Every line of the material that holds "same" should be counted; give the number and nothing more.

Records for the task -
=== Section Start ===

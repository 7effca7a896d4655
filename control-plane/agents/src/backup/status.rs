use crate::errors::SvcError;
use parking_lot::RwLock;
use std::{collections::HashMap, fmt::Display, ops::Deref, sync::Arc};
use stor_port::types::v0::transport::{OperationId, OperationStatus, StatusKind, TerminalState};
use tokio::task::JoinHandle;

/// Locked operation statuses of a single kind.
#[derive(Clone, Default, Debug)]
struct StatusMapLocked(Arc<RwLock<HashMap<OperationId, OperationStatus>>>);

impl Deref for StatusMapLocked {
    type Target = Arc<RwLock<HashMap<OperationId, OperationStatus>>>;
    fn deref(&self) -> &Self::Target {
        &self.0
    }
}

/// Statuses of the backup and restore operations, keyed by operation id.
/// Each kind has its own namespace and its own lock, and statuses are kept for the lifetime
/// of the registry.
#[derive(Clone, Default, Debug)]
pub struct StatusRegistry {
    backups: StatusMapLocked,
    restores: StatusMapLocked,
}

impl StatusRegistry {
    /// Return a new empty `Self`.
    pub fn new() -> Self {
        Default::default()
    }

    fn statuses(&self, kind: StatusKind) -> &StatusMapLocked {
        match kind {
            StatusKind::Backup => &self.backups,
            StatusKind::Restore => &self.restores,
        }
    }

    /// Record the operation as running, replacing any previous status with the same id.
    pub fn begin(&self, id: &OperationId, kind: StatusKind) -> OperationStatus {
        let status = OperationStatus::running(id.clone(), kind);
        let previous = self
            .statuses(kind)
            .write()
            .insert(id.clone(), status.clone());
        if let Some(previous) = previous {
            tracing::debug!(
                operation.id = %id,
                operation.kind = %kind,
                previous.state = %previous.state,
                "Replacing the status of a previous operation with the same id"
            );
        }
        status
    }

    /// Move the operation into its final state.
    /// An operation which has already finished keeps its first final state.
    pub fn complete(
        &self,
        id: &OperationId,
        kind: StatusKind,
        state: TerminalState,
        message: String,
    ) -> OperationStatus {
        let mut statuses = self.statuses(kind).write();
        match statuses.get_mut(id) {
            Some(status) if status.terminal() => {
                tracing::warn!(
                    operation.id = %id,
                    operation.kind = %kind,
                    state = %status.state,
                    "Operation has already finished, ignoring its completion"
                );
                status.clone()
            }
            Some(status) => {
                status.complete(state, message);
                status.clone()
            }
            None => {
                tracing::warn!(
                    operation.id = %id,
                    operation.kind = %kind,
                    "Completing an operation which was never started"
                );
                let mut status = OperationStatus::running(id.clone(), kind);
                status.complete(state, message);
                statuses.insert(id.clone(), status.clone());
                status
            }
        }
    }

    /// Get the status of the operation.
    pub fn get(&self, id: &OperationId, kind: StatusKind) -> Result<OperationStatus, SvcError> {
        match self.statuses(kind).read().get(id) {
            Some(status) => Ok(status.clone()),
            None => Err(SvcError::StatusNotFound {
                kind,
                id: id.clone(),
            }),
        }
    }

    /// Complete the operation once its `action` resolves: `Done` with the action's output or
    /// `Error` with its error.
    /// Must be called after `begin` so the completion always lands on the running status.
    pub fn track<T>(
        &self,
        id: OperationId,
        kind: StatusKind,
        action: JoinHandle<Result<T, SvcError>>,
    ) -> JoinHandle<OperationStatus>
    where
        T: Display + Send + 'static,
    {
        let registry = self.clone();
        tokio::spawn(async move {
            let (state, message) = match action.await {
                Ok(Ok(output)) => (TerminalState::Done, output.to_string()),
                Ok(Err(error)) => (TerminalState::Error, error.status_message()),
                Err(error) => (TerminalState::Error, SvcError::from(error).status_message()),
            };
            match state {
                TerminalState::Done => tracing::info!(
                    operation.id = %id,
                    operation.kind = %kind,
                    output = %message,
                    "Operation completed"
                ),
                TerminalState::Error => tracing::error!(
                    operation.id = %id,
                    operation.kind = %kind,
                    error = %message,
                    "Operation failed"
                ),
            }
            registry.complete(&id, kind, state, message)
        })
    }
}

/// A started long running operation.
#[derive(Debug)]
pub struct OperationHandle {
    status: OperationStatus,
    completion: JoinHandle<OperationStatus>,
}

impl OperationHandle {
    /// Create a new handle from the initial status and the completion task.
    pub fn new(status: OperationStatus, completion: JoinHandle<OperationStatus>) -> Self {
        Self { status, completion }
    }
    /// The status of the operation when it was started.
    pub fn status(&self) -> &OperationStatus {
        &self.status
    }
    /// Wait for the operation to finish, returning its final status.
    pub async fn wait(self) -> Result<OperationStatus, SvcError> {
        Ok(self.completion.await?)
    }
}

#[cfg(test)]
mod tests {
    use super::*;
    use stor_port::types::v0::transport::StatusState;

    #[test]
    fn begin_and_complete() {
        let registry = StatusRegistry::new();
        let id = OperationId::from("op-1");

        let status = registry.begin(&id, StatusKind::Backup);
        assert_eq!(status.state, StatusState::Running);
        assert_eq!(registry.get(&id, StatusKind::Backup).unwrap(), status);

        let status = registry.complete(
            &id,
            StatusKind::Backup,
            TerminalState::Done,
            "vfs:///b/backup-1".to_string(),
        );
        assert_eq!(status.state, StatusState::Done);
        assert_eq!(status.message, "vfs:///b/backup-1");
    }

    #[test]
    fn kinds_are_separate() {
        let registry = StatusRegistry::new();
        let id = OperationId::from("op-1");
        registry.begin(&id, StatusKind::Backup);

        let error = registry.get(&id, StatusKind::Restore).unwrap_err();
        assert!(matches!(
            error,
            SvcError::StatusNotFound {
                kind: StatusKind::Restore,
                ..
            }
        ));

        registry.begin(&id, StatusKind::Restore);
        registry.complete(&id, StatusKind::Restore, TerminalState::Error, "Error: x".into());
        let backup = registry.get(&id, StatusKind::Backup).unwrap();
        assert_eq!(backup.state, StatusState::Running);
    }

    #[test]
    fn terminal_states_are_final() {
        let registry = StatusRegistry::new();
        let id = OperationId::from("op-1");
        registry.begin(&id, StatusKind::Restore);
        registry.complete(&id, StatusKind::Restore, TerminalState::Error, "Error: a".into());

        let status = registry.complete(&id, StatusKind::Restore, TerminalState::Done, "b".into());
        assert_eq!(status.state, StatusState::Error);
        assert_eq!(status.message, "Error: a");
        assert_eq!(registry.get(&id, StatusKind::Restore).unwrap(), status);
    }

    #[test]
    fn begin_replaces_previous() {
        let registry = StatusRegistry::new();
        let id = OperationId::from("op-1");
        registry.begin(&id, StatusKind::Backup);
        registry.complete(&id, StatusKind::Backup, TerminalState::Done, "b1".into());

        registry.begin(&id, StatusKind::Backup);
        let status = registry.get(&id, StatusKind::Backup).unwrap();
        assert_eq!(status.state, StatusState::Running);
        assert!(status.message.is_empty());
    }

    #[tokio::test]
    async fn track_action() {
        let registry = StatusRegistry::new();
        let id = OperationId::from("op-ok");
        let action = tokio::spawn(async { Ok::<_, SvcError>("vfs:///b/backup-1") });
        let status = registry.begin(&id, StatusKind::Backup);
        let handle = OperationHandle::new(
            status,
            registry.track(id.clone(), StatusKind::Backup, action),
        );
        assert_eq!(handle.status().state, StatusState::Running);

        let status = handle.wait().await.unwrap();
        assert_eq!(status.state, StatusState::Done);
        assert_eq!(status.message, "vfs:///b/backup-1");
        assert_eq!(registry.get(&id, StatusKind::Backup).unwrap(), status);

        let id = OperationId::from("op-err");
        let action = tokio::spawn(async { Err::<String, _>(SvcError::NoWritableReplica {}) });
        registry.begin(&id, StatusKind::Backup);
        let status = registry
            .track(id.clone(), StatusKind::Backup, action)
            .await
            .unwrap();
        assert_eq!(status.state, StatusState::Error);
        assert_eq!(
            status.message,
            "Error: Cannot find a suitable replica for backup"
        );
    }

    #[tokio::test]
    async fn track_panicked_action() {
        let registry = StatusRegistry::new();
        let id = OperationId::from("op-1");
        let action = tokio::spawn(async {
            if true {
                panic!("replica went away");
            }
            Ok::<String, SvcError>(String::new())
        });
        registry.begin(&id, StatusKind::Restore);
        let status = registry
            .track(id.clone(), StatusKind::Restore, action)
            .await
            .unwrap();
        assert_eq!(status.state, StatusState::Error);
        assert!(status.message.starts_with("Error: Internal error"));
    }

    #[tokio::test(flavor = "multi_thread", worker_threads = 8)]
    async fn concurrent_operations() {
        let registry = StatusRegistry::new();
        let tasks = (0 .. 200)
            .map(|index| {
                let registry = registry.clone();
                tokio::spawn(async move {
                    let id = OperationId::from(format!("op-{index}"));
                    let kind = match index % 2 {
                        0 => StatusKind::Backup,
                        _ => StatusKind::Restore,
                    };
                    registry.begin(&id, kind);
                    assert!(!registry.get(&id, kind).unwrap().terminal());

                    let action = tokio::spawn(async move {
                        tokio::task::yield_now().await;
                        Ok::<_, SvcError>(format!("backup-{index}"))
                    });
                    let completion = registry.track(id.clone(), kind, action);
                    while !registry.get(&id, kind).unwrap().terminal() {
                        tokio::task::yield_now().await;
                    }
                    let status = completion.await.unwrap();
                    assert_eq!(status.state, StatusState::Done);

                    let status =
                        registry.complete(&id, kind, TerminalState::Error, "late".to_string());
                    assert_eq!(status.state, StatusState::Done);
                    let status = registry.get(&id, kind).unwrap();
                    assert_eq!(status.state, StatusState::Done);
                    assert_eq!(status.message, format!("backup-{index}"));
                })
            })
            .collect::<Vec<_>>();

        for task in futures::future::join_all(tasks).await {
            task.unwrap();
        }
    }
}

=== Section End ===
=== Section Start ===

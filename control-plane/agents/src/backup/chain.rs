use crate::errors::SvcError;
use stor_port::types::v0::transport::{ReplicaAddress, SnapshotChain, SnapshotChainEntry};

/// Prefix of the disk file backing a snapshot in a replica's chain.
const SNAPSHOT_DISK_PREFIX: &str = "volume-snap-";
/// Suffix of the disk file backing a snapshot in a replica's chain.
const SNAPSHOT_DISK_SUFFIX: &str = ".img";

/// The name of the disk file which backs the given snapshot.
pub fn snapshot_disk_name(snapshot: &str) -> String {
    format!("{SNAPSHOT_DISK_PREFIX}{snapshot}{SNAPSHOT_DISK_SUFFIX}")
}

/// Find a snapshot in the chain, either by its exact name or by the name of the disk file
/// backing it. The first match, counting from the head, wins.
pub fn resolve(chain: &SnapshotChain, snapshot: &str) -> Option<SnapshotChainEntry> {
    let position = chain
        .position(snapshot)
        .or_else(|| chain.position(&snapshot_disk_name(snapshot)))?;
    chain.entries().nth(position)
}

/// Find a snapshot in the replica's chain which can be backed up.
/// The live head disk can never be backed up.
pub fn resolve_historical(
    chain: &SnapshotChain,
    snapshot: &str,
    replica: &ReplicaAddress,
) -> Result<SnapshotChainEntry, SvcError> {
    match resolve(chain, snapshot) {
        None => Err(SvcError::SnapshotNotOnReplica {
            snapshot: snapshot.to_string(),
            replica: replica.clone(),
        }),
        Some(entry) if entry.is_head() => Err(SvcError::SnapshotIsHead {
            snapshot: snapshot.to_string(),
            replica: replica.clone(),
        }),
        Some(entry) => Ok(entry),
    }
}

=== Section End ===
=== Section Start ===

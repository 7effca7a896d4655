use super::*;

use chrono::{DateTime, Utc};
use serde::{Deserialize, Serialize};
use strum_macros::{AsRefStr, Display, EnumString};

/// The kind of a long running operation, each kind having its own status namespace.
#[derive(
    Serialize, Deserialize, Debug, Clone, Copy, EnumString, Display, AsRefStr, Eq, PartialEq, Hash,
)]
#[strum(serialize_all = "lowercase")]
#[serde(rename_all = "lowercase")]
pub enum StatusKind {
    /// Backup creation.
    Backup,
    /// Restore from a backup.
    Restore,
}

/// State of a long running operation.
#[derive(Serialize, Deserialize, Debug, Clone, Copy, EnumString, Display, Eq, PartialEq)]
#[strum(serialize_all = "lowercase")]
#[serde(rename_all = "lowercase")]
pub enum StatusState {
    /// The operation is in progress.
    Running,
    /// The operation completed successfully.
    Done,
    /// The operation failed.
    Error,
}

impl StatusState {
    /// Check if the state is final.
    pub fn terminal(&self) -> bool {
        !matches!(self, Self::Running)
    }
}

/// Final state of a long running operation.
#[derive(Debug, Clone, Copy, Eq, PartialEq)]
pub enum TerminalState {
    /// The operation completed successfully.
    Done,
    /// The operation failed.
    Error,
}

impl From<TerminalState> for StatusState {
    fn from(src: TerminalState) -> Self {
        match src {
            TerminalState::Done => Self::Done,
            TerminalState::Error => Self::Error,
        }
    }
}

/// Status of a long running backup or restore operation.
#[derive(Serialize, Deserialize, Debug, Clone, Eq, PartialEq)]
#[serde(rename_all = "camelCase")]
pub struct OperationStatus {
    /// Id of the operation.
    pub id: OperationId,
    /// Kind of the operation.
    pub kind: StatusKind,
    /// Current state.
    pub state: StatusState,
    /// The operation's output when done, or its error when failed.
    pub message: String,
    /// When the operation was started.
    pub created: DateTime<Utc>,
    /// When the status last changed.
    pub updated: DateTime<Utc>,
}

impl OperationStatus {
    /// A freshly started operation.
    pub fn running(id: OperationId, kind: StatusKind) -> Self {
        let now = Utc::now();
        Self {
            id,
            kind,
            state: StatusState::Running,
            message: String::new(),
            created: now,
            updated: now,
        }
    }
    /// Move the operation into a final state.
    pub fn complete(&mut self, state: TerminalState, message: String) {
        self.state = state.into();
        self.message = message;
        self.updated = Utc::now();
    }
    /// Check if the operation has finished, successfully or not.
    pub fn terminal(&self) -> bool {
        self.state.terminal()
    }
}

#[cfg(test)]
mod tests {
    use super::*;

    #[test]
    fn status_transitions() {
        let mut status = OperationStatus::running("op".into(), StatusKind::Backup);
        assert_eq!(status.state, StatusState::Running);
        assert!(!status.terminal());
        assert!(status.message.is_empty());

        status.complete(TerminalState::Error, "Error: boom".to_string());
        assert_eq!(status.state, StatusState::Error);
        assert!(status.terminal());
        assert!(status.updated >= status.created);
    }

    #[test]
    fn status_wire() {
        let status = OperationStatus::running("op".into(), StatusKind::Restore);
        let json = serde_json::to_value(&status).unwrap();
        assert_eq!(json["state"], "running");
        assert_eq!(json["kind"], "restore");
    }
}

=== Section End ===

Task answer - 2